You will be told to take a low dose of clonidine (0.1mg) by mouth on the morning and evening of the day before your ketamine treatment. Clonidine is approved by the FDA for treatment of high blood pressure, Attention Deficit Disorder, neuropathic pain, seizure disorder, mood disorder and migraine headache. However, clonidine has also been shown to reduce the chance of developing hallucinations or other uncomfortable feelings when a person is given ketamine and you will be given clonidine for this purpose. You will also be given clonidine 0.1mg on the morning of your ketamine treatment and on the evening following your ketamine treatment. Depending on your medical history and your required medications, clonidine might not be given.
It will be important that you not drink any liquids or eat any food before receiving your treatments. Specific information regarding restrictions on fluids and food will be given in advance of your treatments. Your treating psychiatrist will give you instructions on what to do about any morning medications you normally take. You will receive instructions about your arrival time and must bring a responsible adult with you for transportation back home after the treatment. You will not be able to drive yourself since you might experience some drowsiness and dizziness for a few hours after each treatment. Once you are checked in by a staff member, you will meet with the psychiatrist who will discuss your current symptoms and administer the PHQ-9, MADRS, CGI and CSSRS. You will then meet with the anesthesiologist prior to treatment. An intravenous (IV) line will be started for administering ketamine. During ketamine treatment for depression, you will be given intravenous (IV) ketamine once-a-week for 6 weeks (this is called the acute treatment period). Your treating psychiatrist might also recommend periodic additional ketamine treatments, called maintenance treatments, at various intervals (for example, once every two to four weeks).
The decision about maintenance treatments will depend on several things, including your response to ketamine during the acute treatment period, your past history of antidepressant medication response, or symptoms that suggest you are high risk for depressive symptoms worsening, During each treatment, a sub-anesthetic dose of ketamine will be given slowly over a 40 minute period by an anesthesiologist trained and experienced in the administration of ketamine. The amount of ketamine given will depend on your weight. The amount given is calculated by multiplying your weight in kilograms (Kg) time 0.5milligrams (mg) per kilogram. For example, a 155 lb (70.5 Kg) will be given a total of 35.25 mg. The dose of ketamine given for treating depression is much lower than that required when it is used as an anesthetic, where 3-7 mg/Kg might be required instead of the 0.5mg/Kg that you will receive. The psychiatrist and/or anesthesiologist might decide that changes in the ketamine dose, duration of infusions and frequency of treatments are indicated during the course of treatments. During the treatment, your heart rate, breathing, blood pressure, oxygen content in your bloodstream, and electrocardiogram (ECG) are monitored, and you are observed for any evidence of confusion, agitation, or hallucinations.

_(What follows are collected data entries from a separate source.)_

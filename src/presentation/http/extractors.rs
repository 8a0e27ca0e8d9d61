//! Custom Extractors
//!
//! Axum extractors for request parsing.

use axum::{
    extract::{rejection::JsonRejection, FromRequest, Request},
    Json,
};
use serde::de::DeserializeOwned;
use validator::Validate;

use crate::shared::error::AppError;
use crate::shared::validation::validation_error;

/// JSON body that is deserialized and validated before the handler runs.
///
/// Malformed bodies become `AppError::BadRequest`, failed validation
/// `AppError::Validation`, both rendered as the JSON error body.
#[derive(Debug, Clone)]
pub struct ValidatedJson<T>(pub T);

impl<S, T> FromRequest<S> for ValidatedJson<T>
where
    S: Send + Sync,
    T: DeserializeOwned + Validate,
{
    type Rejection = AppError;

    async fn from_request(req: Request, state: &S) -> Result<Self, Self::Rejection> {
        let Json(value) = Json::<T>::from_request(req, state)
            .await
            .map_err(|rejection: JsonRejection| AppError::BadRequest(rejection.body_text()))?;

        value.validate().map_err(validation_error)?;
        Ok(Self(value))
    }
}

After the completion of the ketamine infusion, you will be monitored by staff during a recovery period that will usually last 20-30 mins., but could last as long as 90 mins. Ketamine is known to cause side-effects such as confusion and hallucinations. While these are temporary, they can be quite uncomfortable. Medication might be required to control more severe symptoms. These medications will be chosen by the psychiatrist and/or anesthesiologist and, depending on the nature of the symptoms might include antipsychotics (e.g., Haldol, Zyprexa or Geodon), benzodiazepines (e.g., Versed or Ativan), or clonidine (which is used as a medication to control high blood pressure, but may also control side-effects such as hallucinations). If serious or life-threatening medical events occur, then you will be transported to the nearest hospital emergency department.
At the end of the recovery period you will be asked questions by the psychiatrist and the PHQ-9, MADRS, CGI and CSSRS tests will be given. You (and the person transporting you home and staying with until the morning following each treatment) will be given a 24-hr phone number and instructions regarding contacting the treating psychiatrist or, if he is not available, the on-call PAKC psychiatrist, with any concerns. You will be advised to not drive a vehicle for at least 24 hrs or until any lightheadedness clears up.
You will be contacted by phone by the treating psychiatrist 2-4 days after treatment to check on your status. You will receive a reminder phone call on the last office day before your next treatment.